(Material for this exercise Opens)

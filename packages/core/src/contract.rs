//! Fixed-layout contract record.
//!
//! A contract is identified by three 32-byte values, laid out with no padding:
//!
//! ```text
//! offset  0: host public key   (32)
//! offset 32: contract id       (32)
//! offset 64: renter key seed   (32)
//! ```
//!
//! This layout is part of the C ABI (`contract_t`) and must not change. The
//! codec performs no key validation; the storage layer checks keys when a
//! contract is activated.

use std::fmt;

use serde::{Deserialize, Serialize};
use thiserror::Error;

/// Size of each key or id field.
pub const KEY_SIZE: usize = 32;

/// Size of an encoded contract record.
pub const CONTRACT_SIZE: usize = 3 * KEY_SIZE;

/// Errors decoding a contract record.
#[derive(Debug, Clone, PartialEq, Eq, Error)]
pub enum ContractError {
    #[error("invalid contract length: expected {expected} bytes, got {actual}")]
    Length { expected: usize, actual: usize },

    #[error("invalid contract hex: {0}")]
    Hex(String),
}

/// The identifying material of one storage contract.
#[derive(Clone, Copy, PartialEq, Eq, Hash, Serialize, Deserialize)]
pub struct Contract {
    pub host_key: [u8; KEY_SIZE],
    pub id: [u8; KEY_SIZE],
    pub renter_seed: [u8; KEY_SIZE],
}

/// C view of a [`Contract`]; identical to the encoded byte layout.
#[repr(C)]
#[derive(Debug, Clone, Copy, PartialEq, Eq)]
pub struct RawContract {
    pub host_key: [u8; KEY_SIZE],
    pub id: [u8; KEY_SIZE],
    pub renter_key: [u8; KEY_SIZE],
}

const _: () = assert!(std::mem::size_of::<RawContract>() == CONTRACT_SIZE);

/// Encode the three fields into a 96-byte record.
pub fn encode(
    host_key: &[u8; KEY_SIZE],
    id: &[u8; KEY_SIZE],
    renter_seed: &[u8; KEY_SIZE],
) -> [u8; CONTRACT_SIZE] {
    let mut out = [0u8; CONTRACT_SIZE];
    out[..KEY_SIZE].copy_from_slice(host_key);
    out[KEY_SIZE..2 * KEY_SIZE].copy_from_slice(id);
    out[2 * KEY_SIZE..].copy_from_slice(renter_seed);
    out
}

/// Split a 96-byte record into `(host_key, id, renter_seed)`.
pub fn decode(
    bytes: &[u8],
) -> Result<([u8; KEY_SIZE], [u8; KEY_SIZE], [u8; KEY_SIZE]), ContractError> {
    if bytes.len() != CONTRACT_SIZE {
        return Err(ContractError::Length {
            expected: CONTRACT_SIZE,
            actual: bytes.len(),
        });
    }
    let field = |i: usize| {
        let mut out = [0u8; KEY_SIZE];
        out.copy_from_slice(&bytes[i * KEY_SIZE..(i + 1) * KEY_SIZE]);
        out
    };
    Ok((field(0), field(1), field(2)))
}

impl Contract {
    pub fn new(host_key: [u8; KEY_SIZE], id: [u8; KEY_SIZE], renter_seed: [u8; KEY_SIZE]) -> Self {
        Self {
            host_key,
            id,
            renter_seed,
        }
    }

    pub fn to_bytes(&self) -> [u8; CONTRACT_SIZE] {
        encode(&self.host_key, &self.id, &self.renter_seed)
    }

    pub fn from_bytes(bytes: &[u8]) -> Result<Self, ContractError> {
        let (host_key, id, renter_seed) = decode(bytes)?;
        Ok(Self::new(host_key, id, renter_seed))
    }

    /// 192 lowercase hex characters.
    pub fn to_hex(&self) -> String {
        hex::encode(self.to_bytes())
    }

    pub fn from_hex(text: &str) -> Result<Self, ContractError> {
        let bytes = hex::decode(text.trim()).map_err(|e| ContractError::Hex(e.to_string()))?;
        Self::from_bytes(&bytes)
    }
}

// The renter seed is a private key; keep it out of logs.
impl fmt::Debug for Contract {
    fn fmt(&self, f: &mut fmt::Formatter<'_>) -> fmt::Result {
        f.debug_struct("Contract")
            .field("host_key", &hex::encode(self.host_key))
            .field("id", &hex::encode(self.id))
            .field("renter_seed", &"<redacted>")
            .finish()
    }
}

impl From<RawContract> for Contract {
    fn from(raw: RawContract) -> Self {
        Contract::new(raw.host_key, raw.id, raw.renter_key)
    }
}

impl From<Contract> for RawContract {
    fn from(c: Contract) -> Self {
        RawContract {
            host_key: c.host_key,
            id: c.id,
            renter_key: c.renter_seed,
        }
    }
}


#[cfg(test)]
mod proptests {
    use super::*;
    use proptest::prelude::*;

    proptest! {
        #[test]
        fn prop_decode_inverts_encode(
            h in any::<[u8; 32]>(),
            i in any::<[u8; 32]>(),
            r in any::<[u8; 32]>(),
        ) {
            let (h2, i2, r2) = decode(&encode(&h, &i, &r)).unwrap();
            prop_assert_eq!((h2, i2, r2), (h, i, r));
        }

        #[test]
        fn prop_other_lengths_fail(bytes in proptest::collection::vec(any::<u8>(), 0..200)) {
            prop_assume!(bytes.len() != CONTRACT_SIZE);
            let is_length_error = matches!(decode(&bytes), Err(ContractError::Length { .. }));
            prop_assert!(is_length_error);
        }
    }
}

(Material for this exercise Closes)

▶ About this exercise
Could you copy every line in the records that holds "RawContract"?

▶ Reply
pub struct RawContract {
const _: () = assert!(std::mem::size_of::<RawContract>() == CONTRACT_SIZE);
impl From<RawContract> for Contract {
    fn from(raw: RawContract) -> Self {
impl From<Contract> for RawContract {
        RawContract {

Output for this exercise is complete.